* Task instructions *
Go through the material line by line and tally those containing the string "CreateBook". Only the tally is wanted.

*** Opening The data ***

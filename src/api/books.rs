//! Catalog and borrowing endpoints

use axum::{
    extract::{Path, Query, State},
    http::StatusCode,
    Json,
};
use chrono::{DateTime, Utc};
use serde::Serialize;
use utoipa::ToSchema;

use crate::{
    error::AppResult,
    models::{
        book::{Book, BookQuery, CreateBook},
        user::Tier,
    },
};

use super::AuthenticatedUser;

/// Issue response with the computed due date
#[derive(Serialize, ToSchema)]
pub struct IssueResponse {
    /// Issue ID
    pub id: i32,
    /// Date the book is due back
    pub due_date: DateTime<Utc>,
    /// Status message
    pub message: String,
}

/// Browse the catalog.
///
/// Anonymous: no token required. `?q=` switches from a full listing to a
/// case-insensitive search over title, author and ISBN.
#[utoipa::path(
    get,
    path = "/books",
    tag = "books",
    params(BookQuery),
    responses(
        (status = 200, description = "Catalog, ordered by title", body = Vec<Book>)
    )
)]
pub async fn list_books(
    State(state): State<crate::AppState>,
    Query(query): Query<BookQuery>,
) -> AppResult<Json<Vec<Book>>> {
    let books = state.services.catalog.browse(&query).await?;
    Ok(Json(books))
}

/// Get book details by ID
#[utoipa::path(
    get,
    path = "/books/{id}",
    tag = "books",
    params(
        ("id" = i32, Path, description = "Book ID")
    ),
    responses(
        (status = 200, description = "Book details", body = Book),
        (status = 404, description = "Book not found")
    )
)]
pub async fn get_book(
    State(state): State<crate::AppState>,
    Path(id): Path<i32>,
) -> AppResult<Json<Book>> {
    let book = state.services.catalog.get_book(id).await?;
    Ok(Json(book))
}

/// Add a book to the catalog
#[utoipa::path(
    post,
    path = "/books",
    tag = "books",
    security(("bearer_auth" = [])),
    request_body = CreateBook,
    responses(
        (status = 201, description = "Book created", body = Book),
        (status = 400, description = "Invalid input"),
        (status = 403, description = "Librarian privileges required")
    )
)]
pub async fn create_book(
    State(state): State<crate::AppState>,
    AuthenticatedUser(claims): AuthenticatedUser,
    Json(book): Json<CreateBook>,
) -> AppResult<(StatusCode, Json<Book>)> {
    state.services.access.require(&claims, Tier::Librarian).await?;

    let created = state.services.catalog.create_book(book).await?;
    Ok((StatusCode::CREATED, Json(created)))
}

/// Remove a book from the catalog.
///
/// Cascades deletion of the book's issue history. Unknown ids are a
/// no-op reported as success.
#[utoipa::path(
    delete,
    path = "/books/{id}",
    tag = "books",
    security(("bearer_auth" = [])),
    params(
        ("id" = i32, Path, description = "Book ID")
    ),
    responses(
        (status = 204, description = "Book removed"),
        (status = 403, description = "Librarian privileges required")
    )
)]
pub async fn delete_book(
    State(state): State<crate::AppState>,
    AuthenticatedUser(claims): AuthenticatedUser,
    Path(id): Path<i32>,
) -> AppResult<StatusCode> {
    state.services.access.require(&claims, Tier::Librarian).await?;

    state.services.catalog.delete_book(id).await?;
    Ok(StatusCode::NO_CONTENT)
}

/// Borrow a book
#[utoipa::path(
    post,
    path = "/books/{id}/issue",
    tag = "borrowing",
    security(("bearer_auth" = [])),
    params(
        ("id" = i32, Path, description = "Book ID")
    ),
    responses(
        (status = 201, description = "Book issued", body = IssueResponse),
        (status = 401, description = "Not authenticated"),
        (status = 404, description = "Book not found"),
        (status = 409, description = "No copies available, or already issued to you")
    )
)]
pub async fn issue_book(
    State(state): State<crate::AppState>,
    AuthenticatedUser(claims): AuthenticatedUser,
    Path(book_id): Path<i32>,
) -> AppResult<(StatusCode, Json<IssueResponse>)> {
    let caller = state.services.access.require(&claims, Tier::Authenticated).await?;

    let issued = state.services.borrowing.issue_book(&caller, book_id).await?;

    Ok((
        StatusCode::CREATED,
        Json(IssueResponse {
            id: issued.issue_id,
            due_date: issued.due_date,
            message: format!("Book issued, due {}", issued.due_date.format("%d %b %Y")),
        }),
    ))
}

*** Closing The data ***

* Response box *
3